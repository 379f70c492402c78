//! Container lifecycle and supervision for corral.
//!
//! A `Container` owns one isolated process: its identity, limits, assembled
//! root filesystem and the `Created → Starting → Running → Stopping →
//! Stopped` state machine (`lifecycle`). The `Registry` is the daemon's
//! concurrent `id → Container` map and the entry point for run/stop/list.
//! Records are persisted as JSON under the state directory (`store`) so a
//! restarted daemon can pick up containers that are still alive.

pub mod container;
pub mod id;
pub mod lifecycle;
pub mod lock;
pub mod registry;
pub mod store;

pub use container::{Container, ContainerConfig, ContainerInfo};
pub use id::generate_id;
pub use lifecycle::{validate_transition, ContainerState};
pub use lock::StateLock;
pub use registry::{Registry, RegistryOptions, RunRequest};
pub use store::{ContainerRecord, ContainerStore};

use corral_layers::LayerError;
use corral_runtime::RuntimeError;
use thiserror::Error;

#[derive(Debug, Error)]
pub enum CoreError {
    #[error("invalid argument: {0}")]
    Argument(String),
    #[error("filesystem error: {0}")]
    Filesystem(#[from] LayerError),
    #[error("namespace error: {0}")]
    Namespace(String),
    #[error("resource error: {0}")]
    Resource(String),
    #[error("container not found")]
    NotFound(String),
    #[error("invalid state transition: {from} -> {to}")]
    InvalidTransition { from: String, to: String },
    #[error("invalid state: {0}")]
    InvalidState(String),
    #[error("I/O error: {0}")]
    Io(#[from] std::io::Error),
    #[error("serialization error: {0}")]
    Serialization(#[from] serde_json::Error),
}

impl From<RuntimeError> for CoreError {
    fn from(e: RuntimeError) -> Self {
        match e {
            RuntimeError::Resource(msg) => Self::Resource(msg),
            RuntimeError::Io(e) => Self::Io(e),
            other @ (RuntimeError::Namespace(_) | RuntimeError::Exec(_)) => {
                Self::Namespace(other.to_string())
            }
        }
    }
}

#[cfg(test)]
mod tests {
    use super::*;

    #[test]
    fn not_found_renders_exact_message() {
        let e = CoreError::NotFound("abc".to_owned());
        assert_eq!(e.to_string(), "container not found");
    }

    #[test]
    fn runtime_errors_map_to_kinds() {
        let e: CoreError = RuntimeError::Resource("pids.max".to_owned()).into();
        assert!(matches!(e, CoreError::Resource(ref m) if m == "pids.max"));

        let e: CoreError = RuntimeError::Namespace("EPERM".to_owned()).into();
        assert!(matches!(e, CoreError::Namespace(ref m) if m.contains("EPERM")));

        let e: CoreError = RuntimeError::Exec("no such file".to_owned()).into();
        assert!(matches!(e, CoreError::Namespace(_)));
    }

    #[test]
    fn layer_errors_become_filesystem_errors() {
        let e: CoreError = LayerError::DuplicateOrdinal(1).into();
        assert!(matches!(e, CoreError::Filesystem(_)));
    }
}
---
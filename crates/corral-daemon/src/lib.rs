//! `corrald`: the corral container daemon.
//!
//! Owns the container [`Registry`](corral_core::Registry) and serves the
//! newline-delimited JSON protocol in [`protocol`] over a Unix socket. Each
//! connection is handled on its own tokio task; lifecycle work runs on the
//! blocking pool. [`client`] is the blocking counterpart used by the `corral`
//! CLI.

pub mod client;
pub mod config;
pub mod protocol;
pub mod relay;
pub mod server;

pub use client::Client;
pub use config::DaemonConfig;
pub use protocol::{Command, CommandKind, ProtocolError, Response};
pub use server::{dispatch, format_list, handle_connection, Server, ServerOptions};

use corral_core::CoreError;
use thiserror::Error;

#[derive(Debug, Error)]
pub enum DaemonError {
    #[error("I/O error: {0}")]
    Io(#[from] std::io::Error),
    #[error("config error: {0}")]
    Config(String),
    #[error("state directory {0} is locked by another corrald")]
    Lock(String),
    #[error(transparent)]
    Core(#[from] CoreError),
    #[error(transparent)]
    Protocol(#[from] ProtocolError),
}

**WHAT TO DO:**
Only the lines above from the one with "repository 379f70c492402c78" through the one with "point for run/stop/list." should be duplicated, character for character.

**TASK RESULT:**
repository 379f70c492402c78
//! Container lifecycle and supervision for corral.
//!
//! A `Container` owns one isolated process: its identity, limits, assembled
//! root filesystem and the `Created → Starting → Running → Stopping →
//! Stopped` state machine (`lifecycle`). The `Registry` is the daemon's
//! concurrent `id → Container` map and the entry point for run/stop/list.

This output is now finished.